• _Task_:
Copy all lines holding the word "true" from the entries.

(Collected data)
........
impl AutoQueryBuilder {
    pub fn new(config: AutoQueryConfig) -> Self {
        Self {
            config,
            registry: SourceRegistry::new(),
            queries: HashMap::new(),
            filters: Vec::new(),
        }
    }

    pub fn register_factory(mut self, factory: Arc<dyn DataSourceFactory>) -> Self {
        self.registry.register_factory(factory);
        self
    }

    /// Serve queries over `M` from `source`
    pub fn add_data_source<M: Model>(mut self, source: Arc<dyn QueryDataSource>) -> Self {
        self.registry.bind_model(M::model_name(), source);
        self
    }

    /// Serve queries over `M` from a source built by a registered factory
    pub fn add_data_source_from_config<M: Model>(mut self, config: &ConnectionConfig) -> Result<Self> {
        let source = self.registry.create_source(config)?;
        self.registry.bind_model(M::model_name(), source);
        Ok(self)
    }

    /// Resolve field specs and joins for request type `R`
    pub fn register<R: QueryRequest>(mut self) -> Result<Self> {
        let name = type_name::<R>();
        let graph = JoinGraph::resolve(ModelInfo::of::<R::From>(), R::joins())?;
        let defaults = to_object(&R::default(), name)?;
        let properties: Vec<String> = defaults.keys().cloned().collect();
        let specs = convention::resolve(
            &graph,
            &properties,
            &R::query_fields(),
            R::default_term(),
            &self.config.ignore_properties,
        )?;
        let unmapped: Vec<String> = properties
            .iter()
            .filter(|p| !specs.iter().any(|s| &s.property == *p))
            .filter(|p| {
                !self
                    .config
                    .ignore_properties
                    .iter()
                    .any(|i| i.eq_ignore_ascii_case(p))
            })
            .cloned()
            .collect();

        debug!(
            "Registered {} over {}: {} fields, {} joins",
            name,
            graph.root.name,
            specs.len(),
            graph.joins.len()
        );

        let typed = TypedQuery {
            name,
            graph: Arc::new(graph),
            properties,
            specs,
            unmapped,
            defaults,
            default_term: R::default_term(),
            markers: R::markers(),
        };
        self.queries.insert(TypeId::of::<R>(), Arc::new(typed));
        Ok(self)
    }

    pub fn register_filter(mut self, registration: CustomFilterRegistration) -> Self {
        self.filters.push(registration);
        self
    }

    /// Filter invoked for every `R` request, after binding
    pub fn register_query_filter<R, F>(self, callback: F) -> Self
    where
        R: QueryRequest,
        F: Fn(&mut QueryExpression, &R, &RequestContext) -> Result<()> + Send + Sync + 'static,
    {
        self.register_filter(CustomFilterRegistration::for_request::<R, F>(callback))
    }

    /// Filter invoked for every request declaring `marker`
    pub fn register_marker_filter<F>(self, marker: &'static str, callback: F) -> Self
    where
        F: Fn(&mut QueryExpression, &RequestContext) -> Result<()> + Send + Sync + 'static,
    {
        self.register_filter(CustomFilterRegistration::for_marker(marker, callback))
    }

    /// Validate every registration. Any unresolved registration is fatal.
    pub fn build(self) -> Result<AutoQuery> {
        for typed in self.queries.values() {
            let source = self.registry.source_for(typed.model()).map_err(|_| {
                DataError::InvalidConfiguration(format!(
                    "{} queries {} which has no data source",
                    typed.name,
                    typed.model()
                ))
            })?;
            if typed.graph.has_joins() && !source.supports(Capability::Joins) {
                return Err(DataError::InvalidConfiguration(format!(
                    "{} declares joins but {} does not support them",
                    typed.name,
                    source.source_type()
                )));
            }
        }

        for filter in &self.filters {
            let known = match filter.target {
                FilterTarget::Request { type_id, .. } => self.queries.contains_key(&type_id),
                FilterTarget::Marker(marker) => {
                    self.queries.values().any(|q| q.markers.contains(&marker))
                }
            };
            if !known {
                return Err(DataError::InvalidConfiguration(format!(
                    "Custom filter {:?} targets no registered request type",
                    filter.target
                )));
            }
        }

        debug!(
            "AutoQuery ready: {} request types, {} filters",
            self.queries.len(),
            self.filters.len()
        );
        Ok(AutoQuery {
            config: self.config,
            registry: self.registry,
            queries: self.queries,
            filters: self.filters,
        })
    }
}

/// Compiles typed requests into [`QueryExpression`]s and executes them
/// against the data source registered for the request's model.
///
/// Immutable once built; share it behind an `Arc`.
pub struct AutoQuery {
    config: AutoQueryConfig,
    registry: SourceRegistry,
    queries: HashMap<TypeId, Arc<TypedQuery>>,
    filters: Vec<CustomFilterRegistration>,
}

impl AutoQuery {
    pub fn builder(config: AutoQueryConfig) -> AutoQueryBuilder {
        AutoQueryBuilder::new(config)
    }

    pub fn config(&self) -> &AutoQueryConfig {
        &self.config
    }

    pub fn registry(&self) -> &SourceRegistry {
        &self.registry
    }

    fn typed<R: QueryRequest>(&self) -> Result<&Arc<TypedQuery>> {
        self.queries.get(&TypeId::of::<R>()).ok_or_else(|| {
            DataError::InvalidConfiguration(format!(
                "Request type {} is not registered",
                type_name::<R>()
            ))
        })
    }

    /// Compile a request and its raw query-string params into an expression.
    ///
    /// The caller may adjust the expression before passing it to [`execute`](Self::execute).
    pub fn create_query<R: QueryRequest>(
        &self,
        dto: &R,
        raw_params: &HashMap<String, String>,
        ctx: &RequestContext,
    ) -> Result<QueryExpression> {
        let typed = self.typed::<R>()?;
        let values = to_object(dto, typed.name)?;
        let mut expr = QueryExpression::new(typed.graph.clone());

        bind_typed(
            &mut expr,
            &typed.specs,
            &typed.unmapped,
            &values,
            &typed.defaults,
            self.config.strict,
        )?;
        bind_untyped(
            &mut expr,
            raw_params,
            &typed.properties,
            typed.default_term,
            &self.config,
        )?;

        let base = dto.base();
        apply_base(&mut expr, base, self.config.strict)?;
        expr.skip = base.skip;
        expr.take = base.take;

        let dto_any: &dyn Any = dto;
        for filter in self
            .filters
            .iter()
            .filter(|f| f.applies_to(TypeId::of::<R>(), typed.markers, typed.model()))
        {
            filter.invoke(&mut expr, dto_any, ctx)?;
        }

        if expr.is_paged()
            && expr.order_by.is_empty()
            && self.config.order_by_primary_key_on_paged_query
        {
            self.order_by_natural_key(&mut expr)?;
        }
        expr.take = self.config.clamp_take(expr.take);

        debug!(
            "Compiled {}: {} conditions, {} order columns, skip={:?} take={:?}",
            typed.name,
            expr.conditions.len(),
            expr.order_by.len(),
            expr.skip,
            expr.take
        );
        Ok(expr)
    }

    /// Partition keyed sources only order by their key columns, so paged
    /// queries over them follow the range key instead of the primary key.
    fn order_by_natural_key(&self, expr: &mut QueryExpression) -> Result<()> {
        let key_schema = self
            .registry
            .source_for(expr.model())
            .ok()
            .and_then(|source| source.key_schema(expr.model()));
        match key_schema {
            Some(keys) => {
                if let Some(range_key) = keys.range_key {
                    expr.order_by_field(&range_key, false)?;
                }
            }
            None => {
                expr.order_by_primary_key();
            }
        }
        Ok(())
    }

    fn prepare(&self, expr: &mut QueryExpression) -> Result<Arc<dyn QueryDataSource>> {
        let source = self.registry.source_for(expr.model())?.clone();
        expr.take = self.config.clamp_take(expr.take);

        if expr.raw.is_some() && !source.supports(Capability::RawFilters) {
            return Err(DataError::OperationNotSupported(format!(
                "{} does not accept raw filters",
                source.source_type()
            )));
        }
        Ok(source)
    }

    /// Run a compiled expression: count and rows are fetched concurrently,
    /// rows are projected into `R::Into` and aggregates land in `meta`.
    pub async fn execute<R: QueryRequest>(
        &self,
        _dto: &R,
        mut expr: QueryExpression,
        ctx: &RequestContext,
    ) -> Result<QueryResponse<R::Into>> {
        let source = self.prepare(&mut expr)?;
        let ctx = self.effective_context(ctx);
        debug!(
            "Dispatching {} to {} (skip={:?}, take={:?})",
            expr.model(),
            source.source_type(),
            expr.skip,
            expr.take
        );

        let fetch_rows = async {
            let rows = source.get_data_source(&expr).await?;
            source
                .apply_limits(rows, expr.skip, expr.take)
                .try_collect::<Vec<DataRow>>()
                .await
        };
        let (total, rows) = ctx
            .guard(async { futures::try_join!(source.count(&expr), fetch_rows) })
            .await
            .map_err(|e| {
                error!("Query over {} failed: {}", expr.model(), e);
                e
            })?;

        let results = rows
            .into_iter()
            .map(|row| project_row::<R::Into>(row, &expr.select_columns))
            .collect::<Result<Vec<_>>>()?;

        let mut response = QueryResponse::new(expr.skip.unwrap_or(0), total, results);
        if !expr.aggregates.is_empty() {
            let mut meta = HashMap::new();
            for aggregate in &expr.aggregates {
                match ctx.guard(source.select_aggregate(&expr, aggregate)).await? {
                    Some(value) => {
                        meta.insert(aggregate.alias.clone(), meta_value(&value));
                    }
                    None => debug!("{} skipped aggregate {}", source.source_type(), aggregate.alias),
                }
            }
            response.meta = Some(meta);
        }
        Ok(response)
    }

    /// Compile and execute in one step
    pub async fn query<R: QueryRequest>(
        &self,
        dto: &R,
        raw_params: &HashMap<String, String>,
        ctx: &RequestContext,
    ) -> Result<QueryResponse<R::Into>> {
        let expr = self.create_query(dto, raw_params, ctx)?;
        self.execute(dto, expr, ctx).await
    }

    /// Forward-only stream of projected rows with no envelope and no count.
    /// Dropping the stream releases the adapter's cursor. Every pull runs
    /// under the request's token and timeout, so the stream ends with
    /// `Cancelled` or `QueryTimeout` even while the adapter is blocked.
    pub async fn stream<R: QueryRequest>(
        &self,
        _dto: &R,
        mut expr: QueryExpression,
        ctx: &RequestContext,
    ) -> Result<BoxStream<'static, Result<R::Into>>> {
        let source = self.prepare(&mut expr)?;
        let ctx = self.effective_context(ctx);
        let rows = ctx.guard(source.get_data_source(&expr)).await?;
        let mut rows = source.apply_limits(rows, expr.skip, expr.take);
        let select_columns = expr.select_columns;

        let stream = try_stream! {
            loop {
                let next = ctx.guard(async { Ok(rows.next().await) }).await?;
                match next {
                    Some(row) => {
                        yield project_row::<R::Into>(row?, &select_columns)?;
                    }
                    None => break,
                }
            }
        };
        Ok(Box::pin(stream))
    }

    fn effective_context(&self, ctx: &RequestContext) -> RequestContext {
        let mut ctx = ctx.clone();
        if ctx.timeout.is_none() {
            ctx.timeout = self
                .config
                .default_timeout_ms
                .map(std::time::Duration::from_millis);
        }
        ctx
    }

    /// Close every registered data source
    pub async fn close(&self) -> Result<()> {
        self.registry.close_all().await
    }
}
........
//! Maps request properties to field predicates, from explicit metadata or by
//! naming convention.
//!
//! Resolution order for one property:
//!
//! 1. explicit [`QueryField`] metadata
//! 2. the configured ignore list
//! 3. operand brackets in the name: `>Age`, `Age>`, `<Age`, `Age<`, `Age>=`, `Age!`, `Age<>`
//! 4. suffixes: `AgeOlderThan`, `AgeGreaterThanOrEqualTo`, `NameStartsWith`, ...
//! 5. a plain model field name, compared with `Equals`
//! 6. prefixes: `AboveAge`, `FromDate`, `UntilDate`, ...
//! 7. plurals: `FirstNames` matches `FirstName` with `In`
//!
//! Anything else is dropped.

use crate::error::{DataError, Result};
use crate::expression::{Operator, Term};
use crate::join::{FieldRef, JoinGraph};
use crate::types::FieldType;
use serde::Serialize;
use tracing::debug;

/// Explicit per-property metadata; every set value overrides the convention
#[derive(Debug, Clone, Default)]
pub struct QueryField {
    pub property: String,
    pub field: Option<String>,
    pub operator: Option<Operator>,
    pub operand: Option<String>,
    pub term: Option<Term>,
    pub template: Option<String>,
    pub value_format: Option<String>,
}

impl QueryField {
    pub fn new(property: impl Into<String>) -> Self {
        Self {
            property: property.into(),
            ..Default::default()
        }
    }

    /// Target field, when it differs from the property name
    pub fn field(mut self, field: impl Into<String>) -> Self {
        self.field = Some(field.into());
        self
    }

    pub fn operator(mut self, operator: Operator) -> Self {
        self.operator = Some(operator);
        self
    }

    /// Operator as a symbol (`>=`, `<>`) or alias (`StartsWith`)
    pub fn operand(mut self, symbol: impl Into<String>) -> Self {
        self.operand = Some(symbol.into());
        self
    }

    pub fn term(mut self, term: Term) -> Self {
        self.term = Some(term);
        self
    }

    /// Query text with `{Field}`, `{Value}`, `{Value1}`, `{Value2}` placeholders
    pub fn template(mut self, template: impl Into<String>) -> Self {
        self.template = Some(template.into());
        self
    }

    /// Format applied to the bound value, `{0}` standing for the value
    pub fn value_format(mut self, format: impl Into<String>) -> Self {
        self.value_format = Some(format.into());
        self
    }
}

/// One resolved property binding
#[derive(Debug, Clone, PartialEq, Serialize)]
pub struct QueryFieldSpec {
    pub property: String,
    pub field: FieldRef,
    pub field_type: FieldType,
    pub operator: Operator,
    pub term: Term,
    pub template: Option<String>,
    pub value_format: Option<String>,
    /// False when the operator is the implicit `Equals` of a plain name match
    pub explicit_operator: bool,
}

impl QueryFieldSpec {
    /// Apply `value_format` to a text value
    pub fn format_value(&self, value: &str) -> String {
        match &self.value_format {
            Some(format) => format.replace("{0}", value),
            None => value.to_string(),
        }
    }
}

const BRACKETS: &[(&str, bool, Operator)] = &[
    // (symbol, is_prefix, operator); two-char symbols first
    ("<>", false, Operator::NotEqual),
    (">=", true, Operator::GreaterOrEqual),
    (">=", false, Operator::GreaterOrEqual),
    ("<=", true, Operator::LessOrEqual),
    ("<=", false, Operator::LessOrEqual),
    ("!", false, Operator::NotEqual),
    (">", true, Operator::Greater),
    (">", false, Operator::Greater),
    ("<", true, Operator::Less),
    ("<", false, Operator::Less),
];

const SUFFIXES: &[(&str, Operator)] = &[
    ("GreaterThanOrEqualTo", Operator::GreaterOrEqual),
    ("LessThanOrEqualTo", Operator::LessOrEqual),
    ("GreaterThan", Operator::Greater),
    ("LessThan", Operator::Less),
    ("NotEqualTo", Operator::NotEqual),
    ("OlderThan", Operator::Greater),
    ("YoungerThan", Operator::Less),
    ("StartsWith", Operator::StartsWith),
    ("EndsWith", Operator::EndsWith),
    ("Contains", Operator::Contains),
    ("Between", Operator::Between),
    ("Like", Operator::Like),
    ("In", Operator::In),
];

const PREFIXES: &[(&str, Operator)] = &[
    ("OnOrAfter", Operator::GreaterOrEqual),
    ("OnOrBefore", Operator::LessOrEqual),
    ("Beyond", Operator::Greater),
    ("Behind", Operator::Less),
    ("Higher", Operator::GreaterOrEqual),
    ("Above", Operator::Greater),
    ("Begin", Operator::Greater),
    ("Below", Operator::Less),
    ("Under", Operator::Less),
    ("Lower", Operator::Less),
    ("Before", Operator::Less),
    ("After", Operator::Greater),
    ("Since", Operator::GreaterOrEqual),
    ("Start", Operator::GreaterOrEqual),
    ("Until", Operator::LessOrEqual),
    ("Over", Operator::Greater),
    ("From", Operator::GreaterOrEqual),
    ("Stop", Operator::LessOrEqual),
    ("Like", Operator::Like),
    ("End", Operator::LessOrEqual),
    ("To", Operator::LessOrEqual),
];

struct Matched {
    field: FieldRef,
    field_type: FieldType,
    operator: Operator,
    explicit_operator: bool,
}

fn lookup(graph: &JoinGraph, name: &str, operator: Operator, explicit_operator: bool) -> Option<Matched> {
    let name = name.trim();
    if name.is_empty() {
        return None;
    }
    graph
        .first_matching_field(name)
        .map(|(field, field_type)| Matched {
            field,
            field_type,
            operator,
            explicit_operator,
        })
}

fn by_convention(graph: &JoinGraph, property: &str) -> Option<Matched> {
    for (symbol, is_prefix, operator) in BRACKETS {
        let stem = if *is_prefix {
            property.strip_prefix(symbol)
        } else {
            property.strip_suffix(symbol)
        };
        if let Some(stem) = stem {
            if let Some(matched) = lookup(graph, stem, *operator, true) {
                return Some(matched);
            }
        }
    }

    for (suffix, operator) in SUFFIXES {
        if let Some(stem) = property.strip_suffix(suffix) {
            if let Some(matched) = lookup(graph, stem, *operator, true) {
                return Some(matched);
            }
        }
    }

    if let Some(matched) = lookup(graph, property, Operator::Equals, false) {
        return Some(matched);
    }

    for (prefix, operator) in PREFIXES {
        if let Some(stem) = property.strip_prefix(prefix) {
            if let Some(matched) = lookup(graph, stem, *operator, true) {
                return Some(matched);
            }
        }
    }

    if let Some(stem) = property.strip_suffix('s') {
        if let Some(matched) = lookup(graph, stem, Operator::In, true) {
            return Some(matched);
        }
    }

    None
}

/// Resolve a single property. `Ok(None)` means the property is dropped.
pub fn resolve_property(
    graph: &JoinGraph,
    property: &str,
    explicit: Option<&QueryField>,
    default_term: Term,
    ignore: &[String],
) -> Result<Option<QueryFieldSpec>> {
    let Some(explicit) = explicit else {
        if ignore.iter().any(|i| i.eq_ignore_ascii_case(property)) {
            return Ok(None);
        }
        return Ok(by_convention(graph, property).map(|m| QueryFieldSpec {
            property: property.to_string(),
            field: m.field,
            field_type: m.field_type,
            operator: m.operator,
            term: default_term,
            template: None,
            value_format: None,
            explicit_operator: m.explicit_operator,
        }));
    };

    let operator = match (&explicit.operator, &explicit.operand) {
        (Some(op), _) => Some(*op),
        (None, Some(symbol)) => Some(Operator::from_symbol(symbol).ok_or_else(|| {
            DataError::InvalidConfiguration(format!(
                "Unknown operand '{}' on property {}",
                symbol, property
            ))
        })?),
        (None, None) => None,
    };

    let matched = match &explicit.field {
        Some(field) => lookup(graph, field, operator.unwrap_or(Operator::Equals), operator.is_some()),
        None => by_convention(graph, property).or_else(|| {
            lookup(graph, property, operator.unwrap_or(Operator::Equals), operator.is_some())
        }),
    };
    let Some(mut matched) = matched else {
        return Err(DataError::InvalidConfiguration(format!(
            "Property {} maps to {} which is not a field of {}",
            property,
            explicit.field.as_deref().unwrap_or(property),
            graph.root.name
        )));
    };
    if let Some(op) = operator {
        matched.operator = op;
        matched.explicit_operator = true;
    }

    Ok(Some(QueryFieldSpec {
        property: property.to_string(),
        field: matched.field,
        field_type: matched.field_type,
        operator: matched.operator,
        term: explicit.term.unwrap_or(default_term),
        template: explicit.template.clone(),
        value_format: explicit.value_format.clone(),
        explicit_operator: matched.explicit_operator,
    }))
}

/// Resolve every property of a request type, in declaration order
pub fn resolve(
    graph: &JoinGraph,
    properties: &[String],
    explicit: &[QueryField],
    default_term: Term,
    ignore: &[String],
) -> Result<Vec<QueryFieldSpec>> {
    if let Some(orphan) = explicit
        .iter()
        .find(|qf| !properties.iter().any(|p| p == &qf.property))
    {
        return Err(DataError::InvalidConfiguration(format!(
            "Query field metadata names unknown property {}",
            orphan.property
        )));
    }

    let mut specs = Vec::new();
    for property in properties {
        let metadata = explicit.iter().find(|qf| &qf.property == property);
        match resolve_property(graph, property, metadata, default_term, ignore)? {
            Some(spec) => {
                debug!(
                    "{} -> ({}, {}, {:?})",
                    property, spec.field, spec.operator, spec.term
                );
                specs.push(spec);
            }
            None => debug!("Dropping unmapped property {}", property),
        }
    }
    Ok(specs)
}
........
• _Written reply_:
    (">=", true, Operator::GreaterOrEqual),
    ("<=", true, Operator::LessOrEqual),
    (">", true, Operator::Greater),
    ("<", true, Operator::Less),
            if let Some(matched) = lookup(graph, stem, *operator, true) {
            if let Some(matched) = lookup(graph, stem, *operator, true) {
            if let Some(matched) = lookup(graph, stem, *operator, true) {
        if let Some(matched) = lookup(graph, stem, Operator::In, true) {
        matched.explicit_operator = true;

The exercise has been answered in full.